Même si l'analyse de M. Page s'arrête en 2014, il affirme qu'il n'y aura pas d'élément magique après la mi-décennie qui fera en sorte que le gouvernement retrouvera l'équilibre. En fait, il est probable que le déficit continue à croître, a-t-il estimé.

Par exemple, M. Page voit le déficit structurel grimper d'environ 3 milliards $ par année dans les deux dernières années de sa projection.

Le gouvernement n'a pas de cible quant à la dette qu'il prévoit céder aux générations futures, ou quant à l'atteinte des cibles établies précédemment pour ramener la dette à une portion d'environ 25 pour cent de l'économie.

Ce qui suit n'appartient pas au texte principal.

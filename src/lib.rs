//! A DNSSEC validating oracle.
//!
//! The oracle ingests signed DNS record sets in uncompressed wire format,
//! verifies them against a chain of trust rooted at a configured set of DS
//! trust anchors, and stores a compact authenticated summary (signature
//! inception, insertion time, content fingerprint) keyed by owner name and
//! record type. Records can later be removed by submitting an NSEC or NSEC3
//! proof of non-existence.
//!
//! Cryptographic primitives are pluggable: signature verification, DS digest
//! checking, and NSEC3 hashing are looked up in admin-mutable registries
//! keyed by their IANA ids. A default registry backed by *ring* covers the
//! commonly deployed algorithms.

pub mod algorithm;
pub mod config;
mod denial;
pub mod digest;
pub mod errors;
pub mod events;
pub mod key_tag;
mod oracle;
pub mod registry;
pub mod store;
pub mod wire;

pub use config::OracleConfig;
pub use errors::{OracleError, Result};
pub use events::Event;
pub use key_tag::calculate_key_tag;
pub use oracle::Oracle;
pub use registry::{DigestVerifier, Nsec3Hasher, Registry, SignatureVerifier};
pub use store::{fingerprint, RrSet};

/// Wire-format constants used on the validation path.
pub mod constants {
    /// DNS class IN.
    pub const CLASS_IN: u16 = 1;

    /// DS record type.
    pub const TYPE_DS: u16 = 43;
    /// RRSIG record type.
    pub const TYPE_RRSIG: u16 = 46;
    /// NSEC record type.
    pub const TYPE_NSEC: u16 = 47;
    /// DNSKEY record type.
    pub const TYPE_DNSKEY: u16 = 48;
    /// NSEC3 record type.
    pub const TYPE_NSEC3: u16 = 50;

    /// Maximum iterations for NSEC3 (RFC 5155).
    pub const MAX_NSEC3_ITERATIONS: u16 = 2500;

    /// Zone-key bit in the DNSKEY flags field (RFC 4034).
    pub const DNSKEY_FLAG_ZONE_KEY: u16 = 0x0100;
    /// The only protocol value valid in a DNSKEY (RFC 4034).
    pub const DNSKEY_PROTOCOL: u8 = 3;

    /// Offset of the flags field in DNSKEY rdata.
    pub const DNSKEY_FLAGS_OFFSET: usize = 0;
    /// Offset of the protocol field in DNSKEY rdata.
    pub const DNSKEY_PROTOCOL_OFFSET: usize = 2;
    /// Offset of the algorithm field in DNSKEY rdata.
    pub const DNSKEY_ALGORITHM_OFFSET: usize = 3;
    /// Offset of the public key in DNSKEY rdata.
    pub const DNSKEY_PUBKEY_OFFSET: usize = 4;

    /// Offset of the type-covered field in RRSIG rdata. The same offsets
    /// apply to the signed-data prefix, which is RRSIG rdata with the
    /// trailing signature stripped.
    pub const RRSIG_TYPE_COVERED: usize = 0;
    /// Offset of the algorithm field in RRSIG rdata.
    pub const RRSIG_ALGORITHM: usize = 2;
    /// Offset of the labels field in RRSIG rdata.
    pub const RRSIG_LABELS: usize = 3;
    /// Offset of the original-TTL field in RRSIG rdata.
    pub const RRSIG_ORIGINAL_TTL: usize = 4;
    /// Offset of the expiration field in RRSIG rdata.
    pub const RRSIG_EXPIRATION: usize = 8;
    /// Offset of the inception field in RRSIG rdata.
    pub const RRSIG_INCEPTION: usize = 12;
    /// Offset of the key-tag field in RRSIG rdata.
    pub const RRSIG_KEY_TAG: usize = 16;
    /// Offset of the signer name in RRSIG rdata.
    pub const RRSIG_SIGNER_NAME: usize = 18;

    /// Offset of the key-tag field in DS rdata.
    pub const DS_KEY_TAG_OFFSET: usize = 0;
    /// Offset of the algorithm field in DS rdata.
    pub const DS_ALGORITHM_OFFSET: usize = 2;
    /// Offset of the digest-type field in DS rdata.
    pub const DS_DIGEST_TYPE_OFFSET: usize = 3;
    /// Offset of the digest in DS rdata.
    pub const DS_DIGEST_OFFSET: usize = 4;

    /// Wire form of the root name.
    pub const ROOT_NAME: &[u8] = &[0];

    /// Synthetic owner name the trust anchors are stored under. A parsed
    /// wire name can never be this single byte: a leading 0x20 would demand
    /// a 32-octet label plus terminator.
    pub const ANCHOR_NAME: &[u8] = b" ";

    /// First two bytes of a wildcard owner name, as a big-endian u16.
    pub const WILDCARD_LABEL: u16 = 0x012A;
}
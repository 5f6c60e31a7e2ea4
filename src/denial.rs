//! NSEC / NSEC3 denial-of-existence checks backing record deletion.
//!
//! Both checks answer the same question: does this (already validated)
//! record prove that `delete_name` owns no record of `delete_type`? Either
//! the name matches the record owner and the type bitmap omits the type, or
//! the name falls strictly inside the interval to the next owner, with the
//! last interval of the zone wrapping around to the apex.

use std::cmp::Ordering;

use tracing::{debug, trace};

use crate::constants::MAX_NSEC3_ITERATIONS;
use crate::errors::{OracleError, Result};
use crate::registry::Registry;
use crate::wire::{self, base32, iterator::RecordView};

/// Check that an NSEC record proves non-existence of
/// `(delete_name, delete_type)`.
pub(crate) fn check_nsec_name(
    record: &RecordView<'_>,
    nsec_name: &[u8],
    delete_name: &[u8],
    delete_type: u16,
) -> Result<()> {
    let rdata = record.rdata();
    let next_len = wire::name_length(rdata, 0)?;
    // A type bitmap must follow the next owner name.
    if rdata.len() <= next_len {
        return Err(OracleError::DenialOfExistenceFailed);
    }

    let cmp = wire::compare_names(delete_name, nsec_name)?;
    if cmp == Ordering::Equal {
        // The name exists; the record is a proof only if the bitmap omits
        // the type.
        if wire::check_type_bitmap(&rdata[next_len..], delete_type) {
            return Err(OracleError::DenialOfExistenceFailed);
        }
        trace!("NSEC owner matches, type absent from bitmap");
        return Ok(());
    }

    let next_name = &rdata[..next_len];
    if wire::compare_names(nsec_name, next_name)? == Ordering::Less {
        // Normal interval: owner < deleted name < next.
        if cmp == Ordering::Greater
            && wire::compare_names(delete_name, next_name)? == Ordering::Less
        {
            debug!("NSEC interval covers deleted name");
            return Ok(());
        }
    } else {
        // Wrap-around interval; the next name is the zone apex.
        if cmp == Ordering::Greater {
            debug!("NSEC wrap-around interval covers deleted name");
            return Ok(());
        }
    }
    Err(OracleError::DenialOfExistenceFailed)
}

/// Check that an NSEC3 record proves non-existence of
/// `(delete_name, delete_type)`. The deleted name is hashed with the
/// record's parameters and compared against the interval formed by the
/// record's hashed owner label and next-hashed-owner field.
pub(crate) fn check_nsec3_name(
    registry: &Registry,
    record: &RecordView<'_>,
    nsec_name: &[u8],
    delete_name: &[u8],
    delete_type: u16,
) -> Result<()> {
    let rdata = record.rdata();
    let hash_algorithm = wire::read_u8(rdata, 0)?;
    let iterations = wire::read_u16(rdata, 2)?;
    if iterations > MAX_NSEC3_ITERATIONS {
        return Err(OracleError::TooManyIterations(iterations));
    }
    let salt_len = wire::read_u8(rdata, 4)? as usize;
    let salt = wire::substring(rdata, 5, salt_len)?;

    let delete_hash = registry
        .nsec3_hash(hash_algorithm, salt, delete_name, iterations)
        .ok_or(OracleError::DenialOfExistenceFailed)?;

    let next_len_offset = 5 + salt_len;
    let next_len = wire::read_u8(rdata, next_len_offset)? as usize;
    if next_len > 32 {
        return Err(OracleError::InvalidNsec3Parameters);
    }
    let next_hash = wire::read_bytes32(rdata, next_len_offset + 1, next_len)?;

    // The record's own hashed name is base32hex in its first label.
    let owner_label_len = wire::read_u8(nsec_name, 0)? as usize;
    let nsec_hash = base32::decode_word(nsec_name, 1, owner_label_len)?;

    trace!(
        iterations,
        salt_len,
        "NSEC3 hash comparison for deletion proof"
    );

    if delete_hash == nsec_hash {
        let bitmap_offset = next_len_offset + 1 + next_len;
        let bitmap_len = rdata
            .len()
            .checked_sub(bitmap_offset)
            .ok_or(OracleError::DenialOfExistenceFailed)?;
        let bitmap = wire::substring(rdata, bitmap_offset, bitmap_len)?;
        if wire::check_type_bitmap(bitmap, delete_type) {
            return Err(OracleError::DenialOfExistenceFailed);
        }
        trace!("NSEC3 owner hash matches, type absent from bitmap");
        return Ok(());
    }

    if next_hash > nsec_hash {
        // Normal interval: owner hash < deleted hash < next hash.
        if delete_hash > nsec_hash && delete_hash < next_hash {
            debug!("NSEC3 interval covers deleted name");
            return Ok(());
        }
    } else {
        // Wrap-around interval.
        if delete_hash > nsec_hash {
            debug!("NSEC3 wrap-around interval covers deleted name");
            return Ok(());
        }
    }
    Err(OracleError::DenialOfExistenceFailed)
}
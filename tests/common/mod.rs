//! Common test utilities for oracle integration tests.
//!
//! Wire builders for names, records and signed inputs, stub verifiers that
//! isolate the state machine from real cryptography, and a pre-wired chain
//! of trust from the anchors down to an example zone.

#![allow(dead_code)] // These helpers are shared by several test files.

use std::sync::Arc;

use mimir::{
    calculate_key_tag, DigestVerifier, Nsec3Hasher, Oracle, OracleConfig, SignatureVerifier,
};

/// Algorithm / digest-type / NSEC3-hash ids the stub verifiers register
/// under. Chosen in the private-use range so the ring defaults never match.
pub const TEST_ALGORITHM: u8 = 230;
pub const TEST_DIGEST: u8 = 230;
pub const TEST_NSEC3_ALG: u8 = 230;

/// The oracle's clock during tests, and a validity window around it.
pub const NOW: u64 = 1_700_000_000;
pub const INCEPTION: u32 = 1_699_990_000;
pub const EXPIRATION: u32 = 1_700_010_000;

pub const TYPE_A: u16 = 1;
pub const TYPE_TXT: u16 = 16;
pub const TYPE_DS: u16 = 43;
pub const TYPE_NSEC: u16 = 47;
pub const TYPE_DNSKEY: u16 = 48;
pub const TYPE_NSEC3: u16 = 50;

/// Signature verifier that accepts everything.
pub struct AcceptAll;

impl SignatureVerifier for AcceptAll {
    fn verify(&self, _: &[u8], _: &[u8], _: &[u8]) -> bool {
        true
    }
}

impl DigestVerifier for AcceptAll {
    fn verify(&self, _: &[u8], _: &[u8]) -> bool {
        true
    }
}

/// Signature verifier that rejects everything.
pub struct RejectAll;

impl SignatureVerifier for RejectAll {
    fn verify(&self, _: &[u8], _: &[u8], _: &[u8]) -> bool {
        false
    }
}

/// Stand-in NSEC3 hasher: the hash of a name is its leading bytes, which
/// lets tests choose hash order by choosing names.
pub struct LeadingBytesHasher;

impl Nsec3Hasher for LeadingBytesHasher {
    fn hash(&self, _salt: &[u8], name: &[u8], _iterations: u16) -> [u8; 32] {
        let mut word = [0u8; 32];
        let n = name.len().min(20);
        word[..n].copy_from_slice(&name[..n]);
        word
    }
}

/// Encode labels into an uncompressed wire-format name.
pub fn name(labels: &[&str]) -> Vec<u8> {
    let mut out = Vec::new();
    for label in labels {
        out.push(label.len() as u8);
        out.extend_from_slice(label.as_bytes());
    }
    out.push(0);
    out
}

/// One wire-format resource record, class IN.
pub fn record(owner: &[u8], dnstype: u16, ttl: u32, rdata: &[u8]) -> Vec<u8> {
    record_with_class(owner, dnstype, 1, ttl, rdata)
}

pub fn record_with_class(owner: &[u8], dnstype: u16, class: u16, ttl: u32, rdata: &[u8]) -> Vec<u8> {
    let mut out = Vec::new();
    out.extend_from_slice(owner);
    out.extend_from_slice(&dnstype.to_be_bytes());
    out.extend_from_slice(&class.to_be_bytes());
    out.extend_from_slice(&ttl.to_be_bytes());
    out.extend_from_slice(&(rdata.len() as u16).to_be_bytes());
    out.extend_from_slice(rdata);
    out
}

/// The `input` argument of a submission: the RRSIG rdata minus the
/// signature (fixed prefix plus signer name) followed by the covered RRs.
pub fn signed_input(
    typecovered: u16,
    algorithm: u8,
    labels: u8,
    expiration: u32,
    inception: u32,
    key_tag: u16,
    signer: &[u8],
    rrs: &[u8],
) -> Vec<u8> {
    let mut out = Vec::new();
    out.extend_from_slice(&typecovered.to_be_bytes());
    out.push(algorithm);
    out.push(labels);
    out.extend_from_slice(&3600u32.to_be_bytes()); // original TTL
    out.extend_from_slice(&expiration.to_be_bytes());
    out.extend_from_slice(&inception.to_be_bytes());
    out.extend_from_slice(&key_tag.to_be_bytes());
    out.extend_from_slice(signer);
    out.extend_from_slice(rrs);
    out
}

/// DNSKEY rdata with protocol 3.
pub fn dnskey_rdata(flags: u16, algorithm: u8, key: &[u8]) -> Vec<u8> {
    let mut out = Vec::new();
    out.extend_from_slice(&flags.to_be_bytes());
    out.push(3);
    out.push(algorithm);
    out.extend_from_slice(key);
    out
}

/// DS rdata.
pub fn ds_rdata(key_tag: u16, algorithm: u8, digest_type: u8, digest: &[u8]) -> Vec<u8> {
    let mut out = Vec::new();
    out.extend_from_slice(&key_tag.to_be_bytes());
    out.push(algorithm);
    out.push(digest_type);
    out.extend_from_slice(digest);
    out
}

/// Owner name for an NSEC3 record: base32hex of `hash_bytes` as the first
/// label, followed by the zone labels.
pub fn hashed_owner(hash_bytes: &[u8], zone: &[&str]) -> Vec<u8> {
    let label =
        base32::encode(base32::Alphabet::Rfc4648Hex { padding: false }, hash_bytes).to_lowercase();
    let mut out = vec![label.len() as u8];
    out.extend_from_slice(label.as_bytes());
    for part in zone {
        out.push(part.len() as u8);
        out.extend_from_slice(part.as_bytes());
    }
    out.push(0);
    out
}

pub fn root_dnskey_rdata() -> Vec<u8> {
    dnskey_rdata(0x0101, TEST_ALGORITHM, b"root zone key material")
}

pub fn root_key_tag() -> u16 {
    calculate_key_tag(&root_dnskey_rdata())
}

/// The anchor byte string: one DS record at the root covering the root key.
pub fn root_anchors() -> Vec<u8> {
    record(
        &name(&[]),
        TYPE_DS,
        3600,
        &ds_rdata(root_key_tag(), TEST_ALGORITHM, TEST_DIGEST, b"root ds digest"),
    )
}

pub fn root_dnskey_rrs() -> Vec<u8> {
    record(&name(&[]), TYPE_DNSKEY, 3600, &root_dnskey_rdata())
}

pub fn root_dnskey_input() -> Vec<u8> {
    signed_input(
        TYPE_DNSKEY,
        TEST_ALGORITHM,
        0,
        EXPIRATION,
        INCEPTION,
        root_key_tag(),
        &name(&[]),
        &root_dnskey_rrs(),
    )
}

pub fn example_dnskey_rdata() -> Vec<u8> {
    dnskey_rdata(0x0100, TEST_ALGORITHM, b"example zone key material")
}

pub fn example_key_tag() -> u16 {
    calculate_key_tag(&example_dnskey_rdata())
}

pub fn example_ds_rrs() -> Vec<u8> {
    record(
        &name(&["example"]),
        TYPE_DS,
        3600,
        &ds_rdata(
            example_key_tag(),
            TEST_ALGORITHM,
            TEST_DIGEST,
            b"example ds digest",
        ),
    )
}

pub fn example_dnskey_rrs() -> Vec<u8> {
    record(&name(&["example"]), TYPE_DNSKEY, 3600, &example_dnskey_rdata())
}

/// An oracle with the stub verifiers installed and the clock pinned.
pub fn test_oracle(anchors: Vec<u8>) -> Oracle {
    let mut oracle = Oracle::new(OracleConfig {
        admin: "admin".to_string(),
        anchors,
    });
    oracle.set_current_time(NOW);
    oracle
        .set_algorithm("admin", TEST_ALGORITHM, Arc::new(AcceptAll))
        .unwrap();
    oracle
        .set_digest("admin", TEST_DIGEST, Arc::new(AcceptAll))
        .unwrap();
    oracle
        .set_nsec3_digest("admin", TEST_NSEC3_ALG, Arc::new(LeadingBytesHasher))
        .unwrap();
    oracle.drain_events();
    oracle
}

/// An oracle already holding the root DNSKEY, the example DS set and the
/// example DNSKEY, i.e. a full chain of trust down to the example zone.
pub fn oracle_with_example_zone() -> Oracle {
    let mut oracle = test_oracle(root_anchors());

    oracle
        .submit_rrset(&root_dnskey_input(), b"sig", &root_anchors())
        .expect("root DNSKEY accepted");

    let ds_input = signed_input(
        TYPE_DS,
        TEST_ALGORITHM,
        1,
        EXPIRATION,
        INCEPTION,
        root_key_tag(),
        &name(&[]),
        &example_ds_rrs(),
    );
    oracle
        .submit_rrset(&ds_input, b"sig", &root_dnskey_rrs())
        .expect("example DS accepted");

    let dnskey_input = signed_input(
        TYPE_DNSKEY,
        TEST_ALGORITHM,
        1,
        EXPIRATION,
        INCEPTION,
        example_key_tag(),
        &name(&["example"]),
        &example_dnskey_rrs(),
    );
    oracle
        .submit_rrset(&dnskey_input, b"sig", &example_ds_rrs())
        .expect("example DNSKEY accepted");

    oracle.drain_events();
    oracle
}

/// Submit an A RRSET under the example zone, signed by the example key.
pub fn submit_a_rrset(oracle: &mut Oracle, owner: &[u8], labels: u8, inception: u32) -> mimir::Result<()> {
    let rrs = record(owner, TYPE_A, 300, &[192, 0, 2, 1]);
    let input = signed_input(
        TYPE_A,
        TEST_ALGORITHM,
        labels,
        EXPIRATION,
        inception,
        example_key_tag(),
        &name(&["example"]),
        &rrs,
    );
    oracle.submit_rrset(&input, b"sig", &example_dnskey_rrs())
}
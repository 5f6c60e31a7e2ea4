//! Base32hex decoding of NSEC3 hashed owner labels.

use base32::Alphabet;

use crate::errors::{OracleError, Result};

const BASE32HEX: Alphabet = Alphabet::Rfc4648Hex { padding: false };

/// Decode `len` base32hex characters at `offset` into a 32-byte word,
/// zero-padded on the right. This is how the first label of an NSEC3 owner
/// name becomes a hashed-name value comparable against hash output.
pub fn decode_word(data: &[u8], offset: usize, len: usize) -> Result<[u8; 32]> {
    let chars = super::substring(data, offset, len)?;
    // NSEC3 owner labels are conventionally lowercase; the alphabet is not.
    let upper: Vec<u8> = chars.iter().map(|c| c.to_ascii_uppercase()).collect();
    let text = std::str::from_utf8(&upper).map_err(|_| OracleError::InvalidBase32)?;
    let bytes = base32::decode(BASE32HEX, text).ok_or(OracleError::InvalidBase32)?;
    if bytes.len() > 32 {
        return Err(OracleError::InvalidBase32);
    }
    let mut word = [0u8; 32];
    word[..bytes.len()].copy_from_slice(&bytes);
    Ok(word)
}
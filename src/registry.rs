//! Pluggable verifier registries.
//!
//! The oracle never inlines cryptography: signature checks, DS digest
//! checks, and NSEC3 hashing are dispatched through three independent
//! tables keyed by the IANA algorithm / digest-type id. A missing
//! registration makes the relevant verification fail rather than abort.

use std::collections::HashMap;
use std::sync::Arc;

use parking_lot::RwLock;

use crate::algorithm::{EcdsaVerifier, Ed25519Verifier, RsaVerifier};
use crate::digest::{RingDigest, Sha1Nsec3Hasher};

/// Verifies a DNSSEC signature with a DNSKEY in wire rdata form.
pub trait SignatureVerifier: Send + Sync {
    /// True iff `signature` over `data` verifies under the key in
    /// `key_rdata` (full DNSKEY rdata: flags, protocol, algorithm, key).
    fn verify(&self, key_rdata: &[u8], data: &[u8], signature: &[u8]) -> bool;
}

/// Computes a digest of `data` and compares it against an expected value.
pub trait DigestVerifier: Send + Sync {
    /// True iff the digest of `data` equals `expected`.
    fn verify(&self, data: &[u8], expected: &[u8]) -> bool;
}

/// RFC 5155 iterated hashed-owner-name computation.
pub trait Nsec3Hasher: Send + Sync {
    /// Hash the wire-format `name` with `salt` over `iterations` rounds,
    /// returning the digest left-aligned in a 32-byte word.
    fn hash(&self, salt: &[u8], name: &[u8], iterations: u16) -> [u8; 32];
}

/// The three id-to-verifier tables.
pub struct Registry {
    algorithms: RwLock<HashMap<u8, Arc<dyn SignatureVerifier>>>,
    digests: RwLock<HashMap<u8, Arc<dyn DigestVerifier>>>,
    nsec3_digests: RwLock<HashMap<u8, Arc<dyn Nsec3Hasher>>>,
}

impl Registry {
    /// A registry with no verifiers installed.
    pub fn empty() -> Self {
        Self {
            algorithms: RwLock::new(HashMap::new()),
            digests: RwLock::new(HashMap::new()),
            nsec3_digests: RwLock::new(HashMap::new()),
        }
    }

    /// A registry covering the commonly deployed algorithm set: RSA/SHA-1
    /// (5 and its NSEC3 alias 7), RSA/SHA-256 (8), RSA/SHA-512 (10),
    /// ECDSA P-256 (13), ECDSA P-384 (14), Ed25519 (15); DS digests SHA-1
    /// (1), SHA-256 (2), SHA-384 (4); NSEC3 hash SHA-1 (1).
    pub fn with_defaults() -> Self {
        let registry = Self::empty();
        registry.set_algorithm(5, Arc::new(RsaVerifier::sha1()));
        registry.set_algorithm(7, Arc::new(RsaVerifier::sha1()));
        registry.set_algorithm(8, Arc::new(RsaVerifier::sha256()));
        registry.set_algorithm(10, Arc::new(RsaVerifier::sha512()));
        registry.set_algorithm(13, Arc::new(EcdsaVerifier::p256_sha256()));
        registry.set_algorithm(14, Arc::new(EcdsaVerifier::p384_sha384()));
        registry.set_algorithm(15, Arc::new(Ed25519Verifier));
        registry.set_digest(1, Arc::new(RingDigest::sha1()));
        registry.set_digest(2, Arc::new(RingDigest::sha256()));
        registry.set_digest(4, Arc::new(RingDigest::sha384()));
        registry.set_nsec3_digest(1, Arc::new(Sha1Nsec3Hasher));
        registry
    }

    /// Register or replace the signature verifier for algorithm `id`.
    pub fn set_algorithm(&self, id: u8, verifier: Arc<dyn SignatureVerifier>) {
        self.algorithms.write().insert(id, verifier);
    }

    /// Register or replace the DS digest verifier for digest type `id`.
    pub fn set_digest(&self, id: u8, verifier: Arc<dyn DigestVerifier>) {
        self.digests.write().insert(id, verifier);
    }

    /// Register or replace the NSEC3 hasher for hash algorithm `id`.
    pub fn set_nsec3_digest(&self, id: u8, hasher: Arc<dyn Nsec3Hasher>) {
        self.nsec3_digests.write().insert(id, hasher);
    }

    /// Whether a signature verifier is registered for algorithm `id`.
    pub fn has_algorithm(&self, id: u8) -> bool {
        self.algorithms.read().contains_key(&id)
    }

    /// Whether a digest verifier is registered for digest type `id`.
    pub fn has_digest(&self, id: u8) -> bool {
        self.digests.read().contains_key(&id)
    }

    /// Whether an NSEC3 hasher is registered for hash algorithm `id`.
    pub fn has_nsec3_digest(&self, id: u8) -> bool {
        self.nsec3_digests.read().contains_key(&id)
    }

    /// Verify a signature under algorithm `id`; false when unregistered.
    pub fn verify_signature(&self, id: u8, key_rdata: &[u8], data: &[u8], sig: &[u8]) -> bool {
        let verifier = self.algorithms.read().get(&id).cloned();
        match verifier {
            Some(v) => v.verify(key_rdata, data, sig),
            None => false,
        }
    }

    /// Verify a digest under digest type `id`; false when unregistered.
    pub fn verify_digest(&self, id: u8, data: &[u8], expected: &[u8]) -> bool {
        let verifier = self.digests.read().get(&id).cloned();
        match verifier {
            Some(v) => v.verify(data, expected),
            None => false,
        }
    }

    /// Hash a name under NSEC3 hash algorithm `id`; `None` when
    /// unregistered.
    pub fn nsec3_hash(&self, id: u8, salt: &[u8], name: &[u8], iterations: u16) -> Option<[u8; 32]> {
        let hasher = self.nsec3_digests.read().get(&id).cloned();
        hasher.map(|h| h.hash(salt, name, iterations))
    }
}

impl Default for Registry {
    fn default() -> Self {
        Self::with_defaults()
    }
}
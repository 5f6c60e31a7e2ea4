use serde::{Deserialize, Serialize};

/// Observable effects of successful oracle transitions, consumed by
/// indexers. Exactly one event is emitted per state change; no-op
/// submissions emit nothing.
#[derive(Debug, Clone, PartialEq, Eq, Serialize, Deserialize)]
pub enum Event {
    /// A validated RRSET was inserted or overwritten.
    RRSetUpdated { name: Vec<u8>, rrs: Vec<u8> },
    /// An RRSET was removed through a proof of non-existence.
    RRSetDeleted { name: Vec<u8>, dnstype: u16 },
    /// A signature verifier was registered or replaced.
    AlgorithmUpdated { id: u8, identity: String },
    /// A DS digest verifier was registered or replaced.
    DigestUpdated { id: u8, identity: String },
    /// An NSEC3 hasher was registered or replaced.
    Nsec3DigestUpdated { id: u8, identity: String },
}
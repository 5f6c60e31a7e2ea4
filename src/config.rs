use serde::Deserialize;

/// Construction-time configuration for the oracle.
#[derive(Debug, Clone, Deserialize)]
pub struct OracleConfig {
    /// Identity allowed to mutate the verifier registries.
    pub admin: String,

    /// Wire-format DS records that anchor every chain of trust.
    pub anchors: Vec<u8>,
}

#[cfg(test)]
mod tests {
    use super::*;

    #[test]
    fn test_deserialize() {
        let config: OracleConfig =
            serde_json::from_str(r#"{"admin": "ops", "anchors": [0, 0, 43]}"#).unwrap();
        assert_eq!(config.admin, "ops");
        assert_eq!(config.anchors, vec![0, 0, 43]);
    }
}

Plus tôt cette semaine, le premier ministre Stephen Harper a indiqué qu'il n'était pas inquiet outre mesure au sujet du déficit, affirmant que les finances du Canada ne seraient pas problématiques tant et aussi longtemps que le gouvernement engrangerait plus d'argent qu'il n'en dépense, une fois que les mesures de relance prendront fin au printemps de 2011.

Mais l'analyse de M. Page suggère que ces prévisions n'entraîneront pas, pour l'instant, un budget équilibré à moins que l'économie ne se mette à tourner à une capacité supérieure à sa moyenne historique.

Or, la population canadienne se fait vieillissante, a précisé M. Page, et de plus en plus de Canadiens passent du statut de payeur d'impôts à celui de retraité - une période de leur vie où ils ont davantage recours aux services gouvernementaux comme les programmes d'assurance-santé ou les prestations de pensions de vieillesse.

En conséquence, le potentiel de croissance économique retraitera par rapport à son seuil actuel de deux pour cent, pour s'établir à 1,7 pour cent en 2014, ce qui se traduira par de plus faibles revenus fiscaux, a indiqué le directeur parlementaire du budget.

D'après le bureau de M. Page, la contribution des intrants de main-d'oeuvre au potentiel de croissance canadien passeront de 1,4 pour cent en 2008 à 0,5 pour cent en 2014, et cette glissade devrait se poursuivre par la suite.

Kevin Page a rappelé que son rôle ne consistait pas à conseiller le gouvernement sur ce qu'il devait faire, mais il a néanmoins affirmé qu'il devrait être transparent à propos de ses intentions pour équilibrer le budget ou vivre avec un déficit structurel.

"Le gouvernement doit décider quelle est la cible appropriée", a-t-il indiqué.

"S'il décide qu'il veut avoir un budget équilibré dans cinq ans, nous disons qu'ils devraient hausser les taux d'imposition, et réduire les dépenses. S'il décide qu'il peut vivre avec un déficit structurel, il peut gérer ça en partant de ce principe."

Selon M. Page, le déficit structurel serait de l'ordre d'un pour cent du produit intérieur brut, ce qui n'est "pas un gros problème" et reste bien inférieur à celui d'autres pays.

Mais le Canada a vécu avec des déficits structurels dans les années 1970, 1980 et pendant une partie des années 1990, et cela est devenu un important problème pour le gouvernement et l'économie canadienne, a-t-il souligné.

"La question est de savoir ce qu'il arrivera lorsque nous arriverons au-delà des cinq ans, avec le vieillissement démographique", a noté M. Page. "Plus tôt nous entreprenons de régler le problème, plus il sera facile à régler."